今回は誤字脱字があるはずなので見つけてください。
だって凄く長い文を書いたんだもん。絶対あるはずだ!

6000文字だからそこまで長くない。(二重録だったら長い)


第五六話「日常 絶望」

漣はただただ不思議に思っていた。

前(第五四話)のときに絶が言っていたことがどうも気になっていた。

寝るとき勿論部屋は違うので寝顔を見たりする機会はそうないのだが、

昔………と言っても数年前の出来事だが、深夜で眠れずにいたときのことだ。

隣の部屋で寝ていた絶が突如唸り声をあげたのだ。

いきなりで吃驚して恐る恐る絶を見てみるとどうやら魘されているようで

顔は蒼白で嫌な汗をかいていた。そして絶は寝言でしきりに謝っていた。

 

 

「………ごめん。ごめん。嫌だ。嫌だ。――――ない!違う!俺は――――!」

 

 

そう言って飛び起きたのでまた驚いた。

絶には俺が魘されてて心配して様子を見ていたら急に飛び起きたとだけ伝えておいた。

 

 

――――と、このように絶はしきりに謝っていた。誰かは知らんが………

それなのに充実していた人生など遅れているはずがない。

どれだけ絶が生きているのかは知らないが果てしなく………それこそ気の遠くなるぐらいの

歳月を経ているのに関わらずあんなふうに魘されるということは過去に相当な未練があるはずだ。

 

 

しかも神がこれまた昔(第三九話)に言っていた。

 

 

~「彼は『その高校にいた人間を皆殺しにしたのです』。」~

 

 

と………まぁ、ここまで気になるとは思いもよらない言葉だったので衝撃的だったが………

そして俺は今、妃香梨に相談していた。

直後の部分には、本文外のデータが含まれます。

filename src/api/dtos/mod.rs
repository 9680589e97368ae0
pub mod requests;
pub mod responses;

妃香梨も以前俺と同様に神に話を聞いていたようで俺と同じように疑問を持っているようだった。

 

 

「うん………やっぱりおかしいよ。絶が過去に人を沢山殺しているのに『充実した日々』なんかあるわけない。」

 

「だよな。でも………」

 

「そうだよね。絶本人しか知らないことなのよね。」

 

 

そうなのだ。絶は自分の過去を語らず、語ったとしても【嘘】ばっかりで全然信憑性が皆無だ。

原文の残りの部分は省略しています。